The simple truth is that there are roughly $3 trillion (yes, with a T) in direct obligations that need to find a home, and simply ignoring them is not an option (note, we are not talking about “mortgage bonds” that are backed by residential mortgages – these are indirect obligations of the agencies through their guarantees). The default by a US government agency on this size obligation would make for a global financial catastrophe that would put 2008 to shame. There really is no choice but to repay these bonds as they come due, so that’s exactly what we expect to see happen. Unfortunately, the news media and government talking heads gloss over this fact, leaving these details to the imagination.

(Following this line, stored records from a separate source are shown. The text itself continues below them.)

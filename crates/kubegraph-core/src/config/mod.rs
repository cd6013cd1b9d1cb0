//! Configuration management for kubegraph.
//!
//! Configuration is loaded from multiple sources with the following priority:
//! 1. Environment variables (highest priority)
//! 2. Project-local `kubegraph.toml` file
//! 3. User config `~/.config/kubegraph/config.toml`
//! 4. Built-in defaults (lowest priority)

use serde::{Deserialize, Serialize};
use std::path::{Path, PathBuf};
use std::time::Duration;
use thiserror::Error;

use crate::layout::{LayoutOptions, LayoutSeed, StrategyKind};

mod defaults;

pub use defaults::*;

/// Configuration errors.
#[derive(Debug, Error)]
pub enum ConfigError {
    #[error("Failed to read config file: {0}")]
    ReadError(#[from] std::io::Error),

    #[error("Failed to parse config file: {0}")]
    ParseError(#[from] toml::de::Error),

    #[error("Invalid configuration: {0}")]
    Invalid(String),
}

/// Main configuration structure.
#[derive(Debug, Clone, Default, Serialize, Deserialize)]
#[serde(default)]
pub struct Config {
    /// Writer loop configuration.
    pub engine: EngineConfig,

    /// Layout configuration.
    pub layout: LayoutConfig,

    /// Snapshot history storage.
    pub storage: StorageConfig,

    /// Export configuration.
    pub export: ExportConfig,
}

impl Config {
    /// Load configuration from default locations.
    ///
    /// Searches for config in order:
    /// 1. `./kubegraph.toml` (project local)
    /// 2. `~/.config/kubegraph/config.toml` (user config)
    /// 3. Falls back to defaults
    pub fn load() -> Result<Self, ConfigError> {
        if Path::new("kubegraph.toml").exists() {
            return Self::from_file("kubegraph.toml");
        }

        if let Some(config_dir) = dirs::config_dir() {
            let user_config = config_dir.join("kubegraph").join("config.toml");
            if user_config.exists() {
                return Self::from_file(&user_config);
            }
        }

        let mut config = Self::default();
        config.apply_env_overrides();
        config.validate()?;
        Ok(config)
    }

    /// Load configuration from a specific file.
    pub fn from_file(path: impl AsRef<Path>) -> Result<Self, ConfigError> {
        let content = std::fs::read_to_string(path)?;
        let mut config: Config = toml::from_str(&content)?;

        config.apply_env_overrides();
        config.validate()?;

        Ok(config)
    }

    /// Apply environment variable overrides.
    fn apply_env_overrides(&mut self) {
        // Engine overrides
        if let Some(n) = env_parse("KUBEGRAPH_INTAKE_CAPACITY") {
            self.engine.intake_capacity = n;
        }
        if let Some(n) = env_parse("KUBEGRAPH_PENDING_HORIZON_SECS") {
            self.engine.pending_horizon_secs = n;
        }

        // Layout overrides
        if let Ok(strategy) = std::env::var("KUBEGRAPH_LAYOUT_STRATEGY") {
            self.layout.strategy = strategy;
        }
        if let Ok(seed) = std::env::var("KUBEGRAPH_LAYOUT_SEED") {
            self.layout.seed = Some(seed);
        }

        // Storage overrides
        if let Ok(dir) = std::env::var("KUBEGRAPH_DATA_DIR") {
            self.storage.data_dir = dir;
        }
        if let Some(n) = env_parse("KUBEGRAPH_MAX_SNAPSHOTS") {
            self.storage.max_snapshots = n;
        }

        // Export overrides
        if let Some(n) = env_parse("KUBEGRAPH_MAX_NODES") {
            self.export.max_nodes = n;
        }
    }

    /// Reject values the engine cannot run with.
    pub fn validate(&self) -> Result<(), ConfigError> {
        if self.engine.intake_capacity == 0 {
            return Err(ConfigError::Invalid("engine.intake_capacity must be positive".into()));
        }
        if self.engine.max_batch == 0 {
            return Err(ConfigError::Invalid("engine.max_batch must be positive".into()));
        }
        if self.engine.delta_capacity == 0 {
            return Err(ConfigError::Invalid("engine.delta_capacity must be positive".into()));
        }
        self.layout.strategy_kind()?;
        if !self.layout.spacing.is_finite() || self.layout.spacing <= 0.0 {
            return Err(ConfigError::Invalid("layout.spacing must be a positive number".into()));
        }
        if self.export.max_nodes == 0 {
            return Err(ConfigError::Invalid("export.max_nodes must be positive".into()));
        }
        Ok(())
    }

    /// Create a default config file content as a string.
    pub fn default_config_string() -> String {
        let config = Config::default();
        toml::to_string_pretty(&config).unwrap_or_default()
    }
}

fn env_parse<T: std::str::FromStr>(name: &str) -> Option<T> {
    std::env::var(name).ok().and_then(|v| v.parse().ok())
}

/// Single-writer engine configuration.
#[derive(Debug, Clone, Serialize, Deserialize)]
#[serde(default)]
pub struct EngineConfig {
    /// Bounded intake queue capacity.
    pub intake_capacity: usize,

    /// Maximum messages applied per published snapshot.
    pub max_batch: usize,

    /// Seconds before an unresolved pending edge is dropped.
    pub pending_horizon_secs: u64,

    /// Seconds between expiry sweeps.
    pub expiry_interval_secs: u64,

    /// Delta broadcast buffer per subscriber.
    pub delta_capacity: usize,
}

impl Default for EngineConfig {
    fn default() -> Self {
        Self {
            intake_capacity: DEFAULT_INTAKE_CAPACITY,
            max_batch: DEFAULT_MAX_BATCH,
            pending_horizon_secs: DEFAULT_PENDING_HORIZON_SECS,
            expiry_interval_secs: DEFAULT_EXPIRY_INTERVAL_SECS,
            delta_capacity: DEFAULT_DELTA_CAPACITY,
        }
    }
}

impl EngineConfig {
    pub fn pending_horizon(&self) -> Duration {
        Duration::from_secs(self.pending_horizon_secs)
    }

    pub fn expiry_interval(&self) -> Duration {
        Duration::from_secs(self.expiry_interval_secs.max(1))
    }
}

/// Layout configuration.
#[derive(Debug, Clone, Serialize, Deserialize)]
#[serde(default)]
pub struct LayoutConfig {
    /// Strategy name: "force", "layered", or "grid".
    pub strategy: String,

    /// Force-directed iterations.
    pub iterations: usize,

    /// Spacing between related nodes.
    pub spacing: f64,

    /// Explicit seed (hex or decimal). Derived from the graph when unset.
    pub seed: Option<String>,

    /// Components above this size fall back to the layered strategy.
    pub force_node_limit: usize,
}

impl Default for LayoutConfig {
    fn default() -> Self {
        Self {
            strategy: DEFAULT_LAYOUT_STRATEGY.to_string(),
            iterations: DEFAULT_LAYOUT_ITERATIONS,
            spacing: DEFAULT_LAYOUT_SPACING,
            seed: None, // Derive from the node and edge ids
            force_node_limit: DEFAULT_FORCE_NODE_LIMIT,
        }
    }
}

impl LayoutConfig {
    pub fn strategy_kind(&self) -> Result<StrategyKind, ConfigError> {
        self.strategy.parse().map_err(ConfigError::Invalid)
    }

    pub fn options(&self) -> LayoutOptions {
        LayoutOptions {
            iterations: self.iterations,
            spacing: self.spacing,
            force_node_limit: self.force_node_limit,
        }
    }

    pub fn seed(&self) -> Option<LayoutSeed> {
        self.seed.as_deref().map(LayoutSeed::parse)
    }
}

/// Storage configuration.
#[derive(Debug, Clone, Serialize, Deserialize)]
#[serde(default)]
pub struct StorageConfig {
    /// Base directory for kubegraph data (default: ".kubegraph").
    pub data_dir: String,

    /// Snapshot subdirectory name.
    pub snapshots_dir: String,

    /// Snapshots kept before pruning the oldest.
    pub max_snapshots: usize,
}

impl Default for StorageConfig {
    fn default() -> Self {
        Self {
            data_dir: DEFAULT_DATA_DIR.to_string(),
            snapshots_dir: DEFAULT_SNAPSHOTS_DIR.to_string(),
            max_snapshots: DEFAULT_MAX_SNAPSHOTS,
        }
    }
}

impl StorageConfig {
    /// Get the full path to the snapshots directory.
    pub fn snapshots_path(&self) -> PathBuf {
        PathBuf::from(&self.data_dir).join(&self.snapshots_dir)
    }
}

/// Export configuration.
#[derive(Debug, Clone, Serialize, Deserialize)]
#[serde(default)]
pub struct ExportConfig {
    /// Format used when none is given: "svg", "png", "pdf", "json" or "drawio".
    pub default_format: String,

    /// Node cap for served views and exports.
    pub max_nodes: usize,
}

impl Default for ExportConfig {
    fn default() -> Self {
        Self {
            default_format: DEFAULT_EXPORT_FORMAT.to_string(),
            max_nodes: DEFAULT_MAX_NODES,
        }
    }
}

#[cfg(test)]
mod tests {
    use super::*;

    #[test]
    fn test_default_config() {
        let config = Config::default();
        assert_eq!(config.engine.max_batch, DEFAULT_MAX_BATCH);
        assert_eq!(config.layout.strategy, DEFAULT_LAYOUT_STRATEGY);
        assert_eq!(config.storage.data_dir, DEFAULT_DATA_DIR);
        assert_eq!(config.export.max_nodes, DEFAULT_MAX_NODES);
        assert!(config.validate().is_ok());
    }

    #[test]
    fn test_config_to_toml() {
        let toml_str = Config::default_config_string();
        assert!(toml_str.contains("[engine]"));
        assert!(toml_str.contains("[layout]"));
        assert!(toml_str.contains("[storage]"));
        assert!(toml_str.contains("[export]"));
    }

    #[test]
    fn test_config_from_toml() {
        let toml_str = r#"
[engine]
max_batch = 16

[layout]
strategy = "layered"
seed = "42"

[storage]
data_dir = ".custom-kubegraph"
"#;
        let config: Config = toml::from_str(toml_str).unwrap();
        assert_eq!(config.engine.max_batch, 16);
        assert_eq!(config.engine.intake_capacity, DEFAULT_INTAKE_CAPACITY);
        assert_eq!(config.layout.strategy_kind().unwrap(), StrategyKind::Layered);
        assert_eq!(config.layout.seed(), Some(LayoutSeed::from_u64(42)));
        assert_eq!(config.storage.snapshots_path(), PathBuf::from(".custom-kubegraph/snapshots"));
    }

    #[test]
    fn test_invalid_strategy() {
        let mut config = Config::default();
        config.layout.strategy = "spiral".into();
        assert!(matches!(config.validate(), Err(ConfigError::Invalid(_))));
    }
}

Fortunately for our clients, these details are not something we like to leave to the imagination, so we have taken the time to see exactly what the latest proposal says about these existing bonds. Sen. Corker from Tennessee has proposed legislation that you can see here, and it’s not until page 132 that we see any mention of the existing obligations of Fannie & Freddie. Page 134 finally has the important information we’ve been looking for:
There’s not much to look at, but those are the magic words in the current proposal that should give you comfort. In fact, we’d argue that the terms of support for Fannie & Freddie bonds are even stronger under this proposal. Originally, the guaranty of these agencies’ debt was implicit – an assumption on the part of investors that is anything ever happened to the ability of the agencies to pay their obligations that the US Treasury would ride to the rescue. Indeed, that’s exactly what happened in 2008, but the language above in Senator Corker’s bill would make that guaranty an explicit one and remove any further speculation as to the fate of Fannie & Freddie bonds.
To be sure, there is much work to be done before any new federal mortgage entity is created. Some suggest that it could easily be another 3-4 years before the sausage making of Congress is compete on this, but in the meanwhile we think Fannie & Freddie bonds will (and will continue to) offer our clients a safe, liquid, and appropriate asset class to use in fixed income portfolio construction.